The S&P500 index ended Wednesday's trade at 6,812.61 points, which meant an increase of 0.69%. The Nasdaq Composite gained 0.82% and reached 23,214.69 points. In both cases, this meant the fourth consecutive upward session and a return to the October peak of the bull market. The Dow Jones industrial average is also getting closer to the recent all-time record, gaining 0.67% on Wednesday and reaching 47,427.12 points.


It was the last regular session on Wall Street this week. The New York Stock Exchange will be closed on Thursday for Thanksgiving Day. Trading will be shortened on Friday, and investors can now think more about Christmas sales in retail chains than about purchasing shares. It is estimated that this year, for the first time in history, the nominal value of pre-Christmas sales will exceed one trillion dollars (1 trillion is one thousand billion, i.e. one million million).
– We are also approaching the best time of the year for stocks – from November to April. It's hard not to remain optimistic,” said Eric Diton, president and managing director of The Wealth Alliance. –If the Fed fails, there could be a sell-off – added Diton in an interview with CNBC.
The mood on Wall Street changed on Friday. It was then that the head of the New York Fed, John Williams, came on stage and spoke of a “likely further adjustment” of interest rates in the “short term.” As a result, the futures market estimates the chances of a December interest rate cut by the Federal Reserve at almost 85%. This is almost the same as at the end of October and definitely more than two weeks ago, when the chances of implementing the 25-point cut in December were estimated at only 30%.
Let us just recall that after 2008, the FOMC never once made a decision that was contrary to market expectations. So there is a good chance that the market will “extract” a Christmas gift from Powell and company in the form of a lower discount rate and – ceteris paribus – higher share prices at the end of 2025. A Reuters survey of analysts shows that, on average, they expect a 12% increase in the S&P500 index by mid-2026.
The prospect of a lower discount rate is once again driving astronomical valuations in the AI sector.
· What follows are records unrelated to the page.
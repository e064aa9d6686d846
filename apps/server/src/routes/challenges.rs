use std::sync::Arc;

use axum::{Extension, extract::State, http::StatusCode};
use serde::Deserialize;

use crate::{
    ApiError, AppJson, AppState,
    auth::AuthUser,
    state::{ChallengeCompletion, ChallengeId, LeaderboardEntry},
};

#[derive(Debug, Deserialize)]
#[serde(rename_all = "camelCase")]
pub struct CompleteRequest {
    pub challenge_id: ChallengeId,
}

pub async fn complete(
    State(state): State<Arc<AppState>>,
    Extension(user): Extension<AuthUser>,
    AppJson(body): AppJson<CompleteRequest>,
) -> Result<(StatusCode, AppJson<ChallengeCompletion>), ApiError> {
    let completion = state
        .db
        .write()
        .await
        .complete_challenge(user.id, body.challenge_id);
    Ok((StatusCode::CREATED, AppJson(completion)))
}

pub async fn list(
    State(state): State<Arc<AppState>>,
    Extension(user): Extension<AuthUser>,
) -> AppJson<Vec<ChallengeCompletion>> {
    AppJson(state.db.read().await.completions_for(user.id))
}

pub async fn leaderboard(State(state): State<Arc<AppState>>) -> AppJson<Vec<LeaderboardEntry>> {
    AppJson(state.db.read().await.leaderboard())
}
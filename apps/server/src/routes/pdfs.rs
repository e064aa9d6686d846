use std::io::ErrorKind;
use std::path::Path as FsPath;
use std::sync::Arc;

use axum::{
    Extension,
    body::Bytes,
    extract::{Multipart, Path, State},
    http::header,
    response::{IntoResponse, Response},
};
use serde::Serialize;
use tokio::io::AsyncWriteExt;

use crate::{ApiError, AppJson, AppState, auth::AuthUser};

const FIELD_NAME: &str = "pdf";

#[derive(Debug, Serialize)]
pub struct UploadResponse {
    pub message: String,
    pub filename: String,
}

fn owner_prefix(user_id: u64) -> String {
    format!("user_{}_", user_id)
}

/// Only plain names inside the caller's own namespace are served.
pub fn may_access(user_id: u64, filename: &str) -> bool {
    filename.starts_with(&owner_prefix(user_id))
        && !filename.contains(|c: char| c == '/' || c == '\\')
        && !filename.contains("..")
}

pub async fn upload(
    State(state): State<Arc<AppState>>,
    Extension(user): Extension<AuthUser>,
    mut multipart: Multipart,
) -> Result<AppJson<UploadResponse>, ApiError> {
    let mut content: Option<Bytes> = None;

    while let Some(field) = multipart
        .next_field()
        .await
        .map_err(|e| ApiError::BadRequest(e.body_text()))?
    {
        if field.name() == Some(FIELD_NAME) {
            let bytes = field
                .bytes()
                .await
                .map_err(|e| ApiError::BadRequest(e.body_text()))?;
            content = Some(bytes);
            break;
        }
    }

    let Some(content) = content else {
        return Err(ApiError::BadRequest("No file uploaded".to_string()));
    };

    tokio::fs::create_dir_all(&state.pdf_dir)
        .await
        .map_err(ApiError::internal)?;
    let filename = write_new_file(&state.pdf_dir, user.id, &content).await?;

    tracing::info!(user_id = user.id, filename = %filename, size = content.len(), "pdf_uploaded");
    Ok(AppJson(UploadResponse {
        message: "PDF uploaded successfully".to_string(),
        filename,
    }))
}

// Names are `user_<id>_<millis>.pdf`; a taken millisecond moves on to the next.
async fn write_new_file(dir: &FsPath, user_id: u64, content: &[u8]) -> Result<String, ApiError> {
    let mut millis = chrono::Utc::now().timestamp_millis();

    loop {
        let filename = format!("{}{}.pdf", owner_prefix(user_id), millis);
        let opened = tokio::fs::OpenOptions::new()
            .write(true)
            .create_new(true)
            .open(dir.join(&filename))
            .await;

        match opened {
            Ok(mut file) => {
                file.write_all(content).await.map_err(ApiError::internal)?;
                file.flush().await.map_err(ApiError::internal)?;
                return Ok(filename);
            }
            Err(e) if e.kind() == ErrorKind::AlreadyExists => millis += 1,
            Err(e) => return Err(ApiError::internal(e)),
        }
    }
}

pub async fn list(
    State(state): State<Arc<AppState>>,
    Extension(user): Extension<AuthUser>,
) -> Result<AppJson<Vec<String>>, ApiError> {
    let prefix = owner_prefix(user.id);

    let mut entries = match tokio::fs::read_dir(&state.pdf_dir).await {
        Ok(entries) => entries,
        Err(e) if e.kind() == ErrorKind::NotFound => return Ok(AppJson(Vec::new())),
        Err(e) => return Err(ApiError::internal(e)),
    };

    let mut files = Vec::new();
    while let Some(entry) = entries.next_entry().await.map_err(ApiError::internal)? {
        if let Some(name) = entry.file_name().to_str() {
            if name.starts_with(&prefix) {
                files.push(name.to_string());
            }
        }
    }

    files.sort();
    Ok(AppJson(files))
}

pub async fn download(
    State(state): State<Arc<AppState>>,
    Extension(user): Extension<AuthUser>,
    Path(filename): Path<String>,
) -> Result<Response, ApiError> {
    if !may_access(user.id, &filename) {
        tracing::warn!(user_id = user.id, filename = %filename, "pdf_access_denied");
        return Err(ApiError::Forbidden("Forbidden".to_string()));
    }

    let content = match tokio::fs::read(state.pdf_dir.join(&filename)).await {
        Ok(content) => content,
        Err(e) if e.kind() == ErrorKind::NotFound => {
            return Err(ApiError::NotFound("File not found".to_string()));
        }
        Err(e) => return Err(ApiError::internal(e)),
    };

    Ok((
        [
            (header::CONTENT_TYPE, "application/pdf".to_string()),
            (
                header::CONTENT_DISPOSITION,
                format!("attachment; filename=\"{}\"", filename),
            ),
        ],
        content,
    )
        .into_response())
}
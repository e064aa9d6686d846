use std::path::PathBuf;

use serde::{Deserialize, Serialize};
use tokio::sync::RwLock;

use crate::auth::JwtKeys;

pub struct AppState {
    pub db: RwLock<Db>,
    pub keys: JwtKeys,
    pub pdf_dir: PathBuf,
}

impl AppState {
    pub fn new(keys: JwtKeys, pdf_dir: impl Into<PathBuf>) -> Self {
        Self {
            db: RwLock::new(Db::default()),
            keys,
            pdf_dir: pdf_dir.into(),
        }
    }
}

#[derive(Debug, Clone)]
pub struct UserRow {
    pub id: u64,
    pub email: String,
    pub password_hash: String,
    pub name: String,
}

#[derive(Debug, Clone, PartialEq, Eq, Serialize)]
pub struct PublicUser {
    pub id: u64,
    pub email: String,
    pub name: String,
}

impl From<&UserRow> for PublicUser {
    fn from(row: &UserRow) -> Self {
        Self {
            id: row.id,
            email: row.email.clone(),
            name: row.name.clone(),
        }
    }
}

#[derive(Debug, Clone, Deserialize)]
pub struct RecordInput {
    #[serde(rename = "type")]
    pub kind: String,
    pub description: String,
    pub doctor: String,
}

#[derive(Debug, Clone, PartialEq, Eq, Serialize)]
pub struct Record {
    pub id: u64,
    pub date: String,
    #[serde(rename = "type")]
    pub kind: String,
    pub description: String,
    pub doctor: String,
    pub patient: u64,
}

#[derive(Debug, Clone, PartialEq, Eq, Serialize, Deserialize)]
#[serde(untagged)]
pub enum ChallengeId {
    Number(u64),
    Text(String),
}

#[derive(Debug, Clone, PartialEq, Eq, Serialize)]
#[serde(rename_all = "camelCase")]
pub struct ChallengeCompletion {
    pub id: u64,
    pub user: u64,
    pub challenge_id: ChallengeId,
    pub completed_at: String,
}

#[derive(Debug, Clone, PartialEq, Eq, Serialize)]
pub struct LeaderboardEntry {
    pub username: String,
    pub count: u64,
}

/// In-memory tables. Ids count up from 1 per table and are never reused.
#[derive(Default)]
pub struct Db {
    users: Vec<UserRow>,
    records: Vec<Record>,
    completions: Vec<ChallengeCompletion>,
    last_user_id: u64,
    last_record_id: u64,
    last_completion_id: u64,
}

fn next(counter: &mut u64) -> u64 {
    *counter += 1;
    *counter
}

fn now() -> String {
    chrono::Utc::now().to_rfc3339_opts(chrono::SecondsFormat::Millis, true)
}

impl Db {
    pub fn email_taken(&self, email: &str) -> bool {
        self.users.iter().any(|u| u.email == email)
    }

    /// `None` when the email is already registered.
    pub fn insert_user(
        &mut self,
        email: String,
        password_hash: String,
        name: String,
    ) -> Option<PublicUser> {
        if self.email_taken(&email) {
            return None;
        }

        let row = UserRow {
            id: next(&mut self.last_user_id),
            email,
            password_hash,
            name,
        };
        let user = PublicUser::from(&row);
        self.users.push(row);
        Some(user)
    }

    pub fn user_by_email(&self, email: &str) -> Option<&UserRow> {
        self.users.iter().find(|u| u.email == email)
    }

    pub fn insert_record(&mut self, patient: u64, input: RecordInput) -> Record {
        let record = Record {
            id: next(&mut self.last_record_id),
            date: now(),
            kind: input.kind,
            description: input.description,
            doctor: input.doctor,
            patient,
        };
        self.records.push(record.clone());
        record
    }

    pub fn records_for(&self, patient: u64) -> Vec<Record> {
        self.records
            .iter()
            .filter(|r| r.patient == patient)
            .cloned()
            .collect()
    }

    pub fn record(&self, patient: u64, id: u64) -> Option<&Record> {
        self.records
            .iter()
            .find(|r| r.id == id && r.patient == patient)
    }

    pub fn update_record(&mut self, patient: u64, id: u64, input: RecordInput) -> Option<Record> {
        let record = self
            .records
            .iter_mut()
            .find(|r| r.id == id && r.patient == patient)?;

        record.kind = input.kind;
        record.description = input.description;
        record.doctor = input.doctor;
        Some(record.clone())
    }

    pub fn delete_record(&mut self, patient: u64, id: u64) -> bool {
        match self
            .records
            .iter()
            .position(|r| r.id == id && r.patient == patient)
        {
            Some(index) => {
                self.records.remove(index);
                true
            }
            None => false,
        }
    }

    pub fn complete_challenge(&mut self, user: u64, challenge_id: ChallengeId) -> ChallengeCompletion {
        let completion = ChallengeCompletion {
            id: next(&mut self.last_completion_id),
            user,
            challenge_id,
            completed_at: now(),
        };
        self.completions.push(completion.clone());
        completion
    }

    pub fn completions_for(&self, user: u64) -> Vec<ChallengeCompletion> {
        self.completions
            .iter()
            .filter(|c| c.user == user)
            .cloned()
            .collect()
    }

    /// Completions counted per user name, most first. Ties keep the order in
    /// which names first completed something.
    pub fn leaderboard(&self) -> Vec<LeaderboardEntry> {
        let mut entries: Vec<LeaderboardEntry> = Vec::new();

        for completion in &self.completions {
            let Some(user) = self.users.iter().find(|u| u.id == completion.user) else {
                continue;
            };

            match entries.iter_mut().find(|e| e.username == user.name) {
                Some(entry) => entry.count += 1,
                None => entries.push(LeaderboardEntry {
                    username: user.name.clone(),
                    count: 1,
                }),
            }
        }

        entries.sort_by(|a, b| b.count.cmp(&a.count));
        entries
    }
}

#[cfg(test)]
mod tests {
    use super::*;

    fn input(kind: &str) -> RecordInput {
        RecordInput {
            kind: kind.to_string(),
            description: "routine".to_string(),
            doctor: "Dr. Smith".to_string(),
        }
    }

    fn with_users(names: &[&str]) -> Db {
        let mut db = Db::default();
        for name in names {
            db.insert_user(format!("{}@example.com", name), "hash".into(), name.to_string())
                .unwrap();
        }
        db
    }

    #[test]
    fn test_duplicate_email() {
        let mut db = Db::default();
        let first = db
            .insert_user("a@b.c".into(), "h".into(), "A".into())
            .unwrap();
        assert_eq!(first.id, 1);
        assert!(db.insert_user("a@b.c".into(), "h".into(), "B".into()).is_none());
        assert_eq!(db.user_by_email("a@b.c").unwrap().name, "A");
    }

    #[test]
    fn test_records_are_scoped_to_patient() {
        let mut db = with_users(&["alice", "bob"]);
        let mine = db.insert_record(1, input("checkup"));
        let theirs = db.insert_record(2, input("lab"));

        assert_eq!(db.records_for(1), vec![mine.clone()]);
        assert!(db.record(1, theirs.id).is_none());
        assert!(db.update_record(1, theirs.id, input("x")).is_none());
        assert!(!db.delete_record(1, theirs.id));
        assert_eq!(db.records_for(2), vec![theirs]);

        let updated = db.update_record(1, mine.id, input("follow-up")).unwrap();
        assert_eq!(updated.kind, "follow-up");
        assert_eq!(updated.date, mine.date);
        assert!(db.delete_record(1, mine.id));
        assert!(db.records_for(1).is_empty());
    }

    #[test]
    fn test_record_ids_not_reused() {
        let mut db = with_users(&["alice"]);
        let a = db.insert_record(1, input("a"));
        db.delete_record(1, a.id);
        let b = db.insert_record(1, input("b"));
        assert!(b.id > a.id);
    }

    #[test]
    fn test_leaderboard() {
        let mut db = with_users(&["alice", "bob", "carol"]);
        db.complete_challenge(2, ChallengeId::Number(1));
        db.complete_challenge(1, ChallengeId::Number(1));
        db.complete_challenge(1, ChallengeId::Text("walk".into()));
        db.complete_challenge(3, ChallengeId::Number(2));
        db.complete_challenge(99, ChallengeId::Number(2));

        let board: Vec<(String, u64)> = db
            .leaderboard()
            .into_iter()
            .map(|e| (e.username, e.count))
            .collect();
        assert_eq!(
            board,
            vec![
                ("alice".to_string(), 2),
                ("bob".to_string(), 1),
                ("carol".to_string(), 1)
            ]
        );
        assert_eq!(db.completions_for(1).len(), 2);
    }
}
Broadcom shares rose more than 3% on Wednesday, AMD rose almost 4% and Oracle rose 4.2%.
On Wednesday, the macroeconomic front was very active, from which we receive both “overdue” and current macroeconomic statistics. In my opinion, the most interesting were the weekly data on the number of newly registered unemployed, which unexpectedly dropped significantly from 226,000. up to 216 thousand In itself this is a very low result and at the same time 10,000 lower than economists' expectations. These are not numbers that would indicate any problems with the labor market or unemployment. And this is the main basis for the narrative in favor of the Fed lowering rates.
However, the November (i.e. very current) Chicago PMI reading was incredibly poor, dropping from 43.8 points. up to 36.3 points This reading is usually reserved for times of economic collapse, such as the Covid lockdown or the global crash of winter 2009. No one expected such a poor reading.
“The fact that we've seen such rapid growth after the recent stock market decline just goes to show that there's still strong demand,” said Daniel Murray, deputy chief investment officer at EFG Asset Management.
However, Valerie Charriere, director of European equities at BNP Paribas Asset Management, was more skeptical – I do not expect a typical Christmas rally. There are some cracks in AI valuations, and there is uncertainty about the Fed's actions. Considering the good performance of the indices so far this year, I would rather expect a rotation towards defensive sectors that are performing worse, said Charriere.